Errori e ritardi che ora pesano
di Massimo Franco
Ha una strana eco, la parola «ristoro» applicata all’ennesimo decreto di Palazzo Chigi. Non si capisce se vada declinata come sinonimo di sollievo, o possa diventare un toccasana per le attività delle quali il governo ha deciso la chiusura parziale o totale. È forte il sospetto che si tratti di una misura riparatrice, almeno nelle intenzioni, per errori e ritardi accumulati in questi mesi. Il decreto rischia dunque di rivelarsi una fonte di ulteriore confusione, e dunque di scontento e di protesta in un’Italia ormai non solo scettica ma sconcertata.
Sarebbe inopportuno ironizzare sul lessico utilizzato dagli uffici del premier Giuseppe Conte per comunicare provvedimenti giustificati dall’emergenza del coronavirus: la questione è tremendamente seria. Riesce difficile, tuttavia, non osservare che a sottovalutarla da luglio a oggi è stato proprio l’esecutivo. Registrare l’ennesimo cortocircuito nella maggioranza e gli smarcamenti strumentali di questo o quell’alleato serve a poco: anche perché sono mosse delle quali è difficile vedere uno sbocco politico. Sono segnali di frustrazione, non strategie alternative.

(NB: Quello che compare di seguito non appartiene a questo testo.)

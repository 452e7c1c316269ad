pub mod span;
pub mod hearst_match;

pub use span::{Span, SpanWithCaptures, NamedCapture};
pub use hearst_match::HearstMatch;
//! Token-sequence pattern execution
//!
//! Patterns are matched with a backtracking matcher written in
//! continuation-passing style: every pattern node receives the position it
//! starts at and a continuation that decides whether the rest of the match
//! succeeds from the position the node ended at. Repetitions try the
//! longest run first, so the first complete match found is the greedy one.

use crate::compiler::ast::{Pattern, TokenFields};
use crate::data::annotated::{AnnotatedDocument, Token};
use crate::types::{NamedCapture, Span, SpanWithCaptures};

type Continuation<'k> = dyn FnMut(usize, &mut Vec<NamedCapture>) -> bool + 'k;

/// Executes one compiled [`Pattern`] over token sequences
#[derive(Debug, Clone)]
pub struct TokenPatternMatcher {
    pattern: Pattern,
}

impl TokenPatternMatcher {
    pub fn new(pattern: Pattern) -> Self {
        Self { pattern }
    }

    pub fn pattern(&self) -> &Pattern {
        &self.pattern
    }

    /// Greedy match starting exactly at `start`. Empty matches are rejected.
    /// Spans are relative to `tokens`.
    pub fn match_at<T: TokenFields>(&self, tokens: &[T], start: usize) -> Option<SpanWithCaptures> {
        let mut captures = Vec::new();
        let mut end = start;
        let matched = match_node(tokens, &self.pattern, start, &mut captures, &mut |e: usize, _: &mut Vec<NamedCapture>| {
            if e == start {
                return false;
            }
            end = e;
            true
        });
        if !matched {
            return None;
        }
        captures.sort_by_key(|c| c.span.start);
        Some(SpanWithCaptures::with_captures(Span::new(start, end), captures))
    }

    /// At most one match per start position, in start order
    pub fn find_all<T: TokenFields>(&self, tokens: &[T]) -> Vec<SpanWithCaptures> {
        (0..tokens.len())
            .filter_map(|start| self.match_at(tokens, start))
            .collect()
    }

    /// Match within one sentence of `doc`; spans are document-level
    pub fn find_in_sentence(&self, doc: &AnnotatedDocument, sentence: Span) -> Vec<SpanWithCaptures> {
        let tokens: Vec<Token<'_>> = sentence.range().map(|i| doc.token(i)).collect();
        let offset = sentence.start;
        self.find_all(&tokens)
            .into_iter()
            .map(|m| {
                let captures = m
                    .captures
                    .into_iter()
                    .map(|c| NamedCapture::new(c.name, shift(c.span, offset)))
                    .collect();
                SpanWithCaptures::with_captures(shift(m.span, offset), captures)
            })
            .collect()
    }
}

fn shift(span: Span, offset: usize) -> Span {
    Span::new(span.start + offset, span.end + offset)
}

fn match_node<T: TokenFields>(
    tokens: &[T],
    pattern: &Pattern,
    pos: usize,
    captures: &mut Vec<NamedCapture>,
    k: &mut Continuation<'_>,
) -> bool {
    match pattern {
        Pattern::Constraint(constraint) => {
            pos < tokens.len() && constraint.matches(&tokens[pos]) && k(pos + 1, captures)
        }
        Pattern::Disjunctive(branches) => branches
            .iter()
            .any(|branch| match_node(tokens, branch, pos, captures, &mut *k)),
        Pattern::Concatenated(steps) => match_sequence(tokens, steps, pos, captures, k),
        Pattern::NamedCapture { name, pattern } => {
            match_node(tokens, pattern, pos, captures, &mut |end: usize, captures: &mut Vec<NamedCapture>| {
                captures.push(NamedCapture::new(name.clone(), Span::new(pos, end)));
                if k(end, captures) {
                    true
                } else {
                    captures.pop();
                    false
                }
            })
        }
        Pattern::Repetition { pattern, min, max } => {
            match_repetition(tokens, pattern, *min, *max, 0, pos, captures, k)
        }
    }
}

fn match_sequence<T: TokenFields>(
    tokens: &[T],
    steps: &[Pattern],
    pos: usize,
    captures: &mut Vec<NamedCapture>,
    k: &mut Continuation<'_>,
) -> bool {
    match steps.split_first() {
        None => k(pos, captures),
        Some((first, rest)) => match_node(tokens, first, pos, captures, &mut |next: usize, captures: &mut Vec<NamedCapture>| {
            match_sequence(tokens, rest, next, captures, &mut *k)
        }),
    }
}

#[allow(clippy::too_many_arguments)]
fn match_repetition<T: TokenFields>(
    tokens: &[T],
    pattern: &Pattern,
    min: usize,
    max: Option<usize>,
    count: usize,
    pos: usize,
    captures: &mut Vec<NamedCapture>,
    k: &mut Continuation<'_>,
) -> bool {
    if max.map_or(true, |max| count < max) {
        let matched = match_node(tokens, pattern, pos, captures, &mut |next: usize, captures: &mut Vec<NamedCapture>| {
            // zero-width iterations past the minimum would never terminate
            if next == pos && count >= min {
                return false;
            }
            match_repetition(tokens, pattern, min, max, count + 1, next, captures, &mut *k)
        });
        if matched {
            return true;
        }
    }
    count >= min && k(pos, captures)
}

Ma la novità è che fotografano, per quanto goffamente, uno sfilacciamento del tessuto sociale sempre più accentuato. Il vero allarme al quale Conte e il suo governo dovrebbero prestare attenzione sono non tanto la fine della luna di miele con l’opinione pubblica segnalata dai sondaggi, o gli strappi alleati, quanto i conati di rivolta in molte, troppe città italiane. Sono le avanguardie arrabbiate, confuse e probabilmente infiltrate da estremisti e criminali, di un Paese che si è sacrificato; e di colpo è colto dal dubbio di averlo fatto inutilmente.